_WORK REQUEST_
Could you return the lines below exactly, from the first line up to and including the line that holds "a single entry."?
==== THE DATA ====
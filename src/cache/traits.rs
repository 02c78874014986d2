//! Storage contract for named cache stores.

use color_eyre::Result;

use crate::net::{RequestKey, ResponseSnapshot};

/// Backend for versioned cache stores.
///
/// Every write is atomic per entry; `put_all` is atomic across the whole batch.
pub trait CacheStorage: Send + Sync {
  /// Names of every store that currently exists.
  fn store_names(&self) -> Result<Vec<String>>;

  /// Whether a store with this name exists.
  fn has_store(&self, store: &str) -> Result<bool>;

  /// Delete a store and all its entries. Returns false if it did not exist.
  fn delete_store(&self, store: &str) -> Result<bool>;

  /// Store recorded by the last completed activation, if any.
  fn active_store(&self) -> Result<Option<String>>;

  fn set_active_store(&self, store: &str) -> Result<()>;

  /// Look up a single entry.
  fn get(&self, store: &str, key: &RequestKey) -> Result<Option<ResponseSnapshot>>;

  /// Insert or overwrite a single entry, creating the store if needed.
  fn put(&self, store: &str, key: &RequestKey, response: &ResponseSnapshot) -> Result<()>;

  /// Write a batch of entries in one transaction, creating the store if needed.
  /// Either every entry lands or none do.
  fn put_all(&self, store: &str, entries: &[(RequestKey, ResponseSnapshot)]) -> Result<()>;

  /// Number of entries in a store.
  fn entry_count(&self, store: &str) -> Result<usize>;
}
====
_RESPONSE AREA_
filename src/cache/traits.rs
repository 02c78874014986d2
//! Storage contract for named cache stores.

use color_eyre::Result;

use crate::net::{RequestKey, ResponseSnapshot};

/// Backend for versioned cache stores.
///
/// Every write is atomic per entry; `put_all` is atomic across the whole batch.
pub trait CacheStorage: Send + Sync {
  /// Names of every store that currently exists.
  fn store_names(&self) -> Result<Vec<String>>;

  /// Whether a store with this name exists.
  fn has_store(&self, store: &str) -> Result<bool>;

  /// Delete a store and all its entries. Returns false if it did not exist.
  fn delete_store(&self, store: &str) -> Result<bool>;

  /// Store recorded by the last completed activation, if any.
  fn active_store(&self) -> Result<Option<String>>;

  fn set_active_store(&self, store: &str) -> Result<()>;

  /// Look up a single entry.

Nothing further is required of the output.